### Task input

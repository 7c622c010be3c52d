//! ArrayBuffer handles.

use crate::object::{Object, object_subtype};
use crate::runtime::Runtime;

#[derive(Debug)]
pub struct ArrayBuffer {
    object: Object,
}

object_subtype!(ArrayBuffer);

impl ArrayBuffer {
    /// A new buffer holding a copy of `data`.
    pub fn copy(rt: &dyn Runtime, data: &[u8]) -> Option<ArrayBuffer> {
        rt.create_array_buffer_copy(data)
    }

    /// A new buffer that takes ownership of `data`.
    pub fn from_vec(rt: &dyn Runtime, data: Vec<u8>) -> Option<ArrayBuffer> {
        rt.create_array_buffer_no_copy(data)
    }

    pub fn size(&self, rt: &dyn Runtime) -> usize {
        rt.array_buffer_size(self)
    }

    /// Raw pointer to the backing store. Null for empty or detached buffers.
    pub fn data(&self, rt: &dyn Runtime) -> *mut u8 {
        rt.array_buffer_data(self)
    }

    /// Borrow the backing store.
    ///
    /// # Safety
    /// The buffer must not be detached, resized or written from script while
    /// the slice is alive.
    pub unsafe fn as_slice<'a>(&'a self, rt: &dyn Runtime) -> &'a [u8] {
        let len = self.size(rt);
        let data = self.data(rt);
        if data.is_null() || len == 0 {
            return &[];
        }
        // SAFETY: the engine reports `len` readable bytes at `data`, kept
        // alive by this handle; the caller rules out concurrent mutation.
        unsafe { std::slice::from_raw_parts(data, len) }
    }

    pub fn to_vec(&self, rt: &dyn Runtime) -> Vec<u8> {
        // SAFETY: the slice is copied before returning to script.
        unsafe { self.as_slice(rt) }.to_vec()
    }
}
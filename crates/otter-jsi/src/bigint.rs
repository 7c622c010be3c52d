//! Arbitrary-precision integers.
//!
//! Integers outside the safe double range travel as objects whose
//! `toString()`, `valueOf()` and `toJSON()` all return the exact decimal
//! string. The digits live on the object itself; the three methods are
//! created once per runtime and read them from `this`. Backends may also
//! hand out engine-native bigints through the same handle, which answer
//! `toString()` natively.

use crate::exception::{JsiNativeException, JsiResult};
use crate::function::Function;
use crate::object::{Object, object_subtype};
use crate::runtime::Runtime;
use crate::value::Value;

const CONVERSION_METHODS: [&str; 3] = ["toString", "valueOf", "toJSON"];

/// Property holding the decimal digits of a portable BigInt.
pub const DIGITS_PROPERTY: &str = "__bigintDigits";

#[derive(Debug)]
pub struct BigInt {
    object: Object,
}

object_subtype!(BigInt);

impl BigInt {
    /// Parse a decimal integer literal (optional leading `-`).
    pub fn from_decimal(rt: &dyn Runtime, digits: &str) -> Option<BigInt> {
        rt.create_big_int(digits)
    }

    pub fn from_i64(rt: &dyn Runtime, n: i64) -> Option<BigInt> {
        rt.create_big_int(&n.to_string())
    }

    pub fn from_u64(rt: &dyn Runtime, n: u64) -> Option<BigInt> {
        rt.create_big_int(&n.to_string())
    }

    /// Unchecked narrowing of an object built by [`BigInt::from_decimal`].
    pub fn from_object_unchecked(object: Object) -> BigInt {
        BigInt::from_object(object)
    }

    /// The exact decimal representation.
    pub fn to_decimal_string(&self, rt: &dyn Runtime) -> Option<String> {
        let to_string = self.get_property_as_function(rt, "toString")?;
        let result = to_string.call_with_this(rt, self, &[])?;
        result.as_string().map(|s| s.utf8(rt))
    }

    pub fn to_i64(&self, rt: &dyn Runtime) -> Option<i64> {
        self.to_decimal_string(rt)?.parse().ok()
    }
}

/// Canonical form of a decimal integer literal: no leading zeros, no `-0`.
/// `None` when `digits` is not an integer literal.
pub fn normalize_decimal(digits: &str) -> Option<String> {
    let (negative, body) = match digits.strip_prefix('-') {
        Some(rest) => (true, rest),
        None => (false, digits),
    };
    if body.is_empty() || !body.bytes().all(|b| b.is_ascii_digit()) {
        return None;
    }
    let body = body.trim_start_matches('0');
    if body.is_empty() {
        return Some("0".to_string());
    }
    Some(if negative {
        format!("-{body}")
    } else {
        body.to_string()
    })
}

/// Build the portable BigInt representation: a plain object carrying its
/// digits and the runtime's shared conversion methods.
///
/// Backends call this from `Runtime::create_big_int`.
pub fn create_big_int_object(rt: &dyn Runtime, digits: &str) -> Option<Object> {
    let digits = normalize_decimal(digits)?;
    let object = rt.create_object();
    if !object.set_property(rt, DIGITS_PROPERTY, &Value::from_utf8(rt, &digits)) {
        return None;
    }
    for method in CONVERSION_METHODS {
        let func = rt
            .core()
            .shared_function(rt, method, || Function::from_closure(rt, method, 0, read_digits))?;
        if !object.set_property(rt, method, &Value::from(func)) {
            return None;
        }
    }
    Some(object)
}

fn read_digits(rt: &dyn Runtime, this: &Value, _args: &[Value]) -> JsiResult<Value> {
    this.as_object()
        .and_then(|this| this.get_property(rt, DIGITS_PROPERTY))
        .filter(Value::is_string)
        .ok_or_else(|| {
            JsiNativeException::new("BigInt method called on an incompatible receiver").with_name("TypeError")
        })
}

#[cfg(test)]
mod tests {
    use super::*;

    #[test]
    fn test_normalize_decimal() {
        assert_eq!(normalize_decimal("9007199254740993").as_deref(), Some("9007199254740993"));
        assert_eq!(normalize_decimal("-0042").as_deref(), Some("-42"));
        assert_eq!(normalize_decimal("-0").as_deref(), Some("0"));
        assert_eq!(normalize_decimal("000").as_deref(), Some("0"));
    }

    #[test]
    fn test_normalize_rejects_non_integers() {
        assert!(normalize_decimal("").is_none());
        assert!(normalize_decimal("-").is_none());
        assert!(normalize_decimal("1.5").is_none());
        assert!(normalize_decimal("0x10").is_none());
        assert!(normalize_decimal("+1").is_none());
    }
}
//! Runtime resolution of the JSVM shared library.

use std::path::{Path, PathBuf};
use std::sync::OnceLock;

use thiserror::Error;

use crate::JsvmApi;

/// Library name passed to the dynamic loader when no path is configured.
pub const DEFAULT_LIBRARY: &str = "libjsvm.so";

/// Environment variable overriding the library path.
pub const LIBRARY_ENV: &str = "OTTER_JSVM_LIBRARY";

/// Why the engine library is unavailable.
#[derive(Debug, Clone, Error)]
pub enum LoadError {
    #[error("Failed to open {}: {message}", path.display())]
    Library { path: PathBuf, message: String },

    #[error("Missing symbol {symbol}: {message}")]
    Symbol {
        symbol: &'static str,
        message: String,
    },
}

struct Loaded {
    // Keeps the resolved function pointers valid.
    _library: libloading::Library,
    api: JsvmApi,
}

static LIBRARY: OnceLock<Result<Loaded, LoadError>> = OnceLock::new();

fn resolve_path(explicit: Option<&Path>) -> PathBuf {
    if let Some(path) = explicit {
        return path.to_path_buf();
    }
    match std::env::var_os(LIBRARY_ENV) {
        Some(path) if !path.is_empty() => PathBuf::from(path),
        _ => PathBuf::from(DEFAULT_LIBRARY),
    }
}

fn open(path: PathBuf) -> Result<Loaded, LoadError> {
    // SAFETY: loading runs the library's initializers; libjsvm has no
    // requirements on the loading thread.
    let library = unsafe { libloading::Library::new(&path) }.map_err(|err| LoadError::Library {
        path: path.clone(),
        message: err.to_string(),
    })?;
    // SAFETY: `library` is kept alongside the table for the life of the process.
    let api = unsafe { JsvmApi::resolve(&library) }?;
    tracing::debug!(path = %path.display(), "loaded JSVM library");
    Ok(Loaded {
        _library: library,
        api,
    })
}

fn get_or_open(explicit: Option<&Path>) -> &'static Result<Loaded, LoadError> {
    let loaded = LIBRARY.get_or_init(|| {
        let path = resolve_path(explicit);
        let result = open(path);
        if let Err(err) = &result {
            tracing::warn!(error = %err, "JSVM library unavailable");
        }
        result
    });
    if let Some(path) = explicit
        && loaded.is_ok()
    {
        tracing::trace!(path = %path.display(), "JSVM library already loaded; path ignored");
    }
    loaded
}

/// Load the library from the default location (or `OTTER_JSVM_LIBRARY`).
///
/// The first attempt is final: a failure is cached for the process.
pub fn load() -> Result<(), LoadError> {
    load_from(None)
}

/// Load the library from `path`, if no library has been loaded yet.
pub fn load_from(path: Option<&Path>) -> Result<(), LoadError> {
    match get_or_open(path) {
        Ok(_) => Ok(()),
        Err(err) => Err(err.clone()),
    }
}

pub fn is_loaded() -> bool {
    matches!(LIBRARY.get(), Some(Ok(_)))
}

pub(crate) fn api() -> Option<&'static JsvmApi> {
    get_or_open(None).as_ref().ok().map(|loaded| &loaded.api)
}

#[cfg(test)]
mod tests {
    use super::*;

    #[test]
    fn test_explicit_path_wins() {
        let path = resolve_path(Some(Path::new("/opt/jsvm/libjsvm.so")));
        assert_eq!(path, PathBuf::from("/opt/jsvm/libjsvm.so"));
    }

    #[test]
    fn test_load_error_display() {
        let err = LoadError::Symbol {
            symbol: "OH_JSVM_Init",
            message: "undefined symbol".into(),
        };
        assert_eq!(err.to_string(), "Missing symbol OH_JSVM_Init: undefined symbol");
    }
}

### Task description
Return, from the data above, each line in which the string "representation" appears.

### Response for this exercise
    /// The exact decimal representation.
/// Build the portable BigInt representation: a plain object carrying its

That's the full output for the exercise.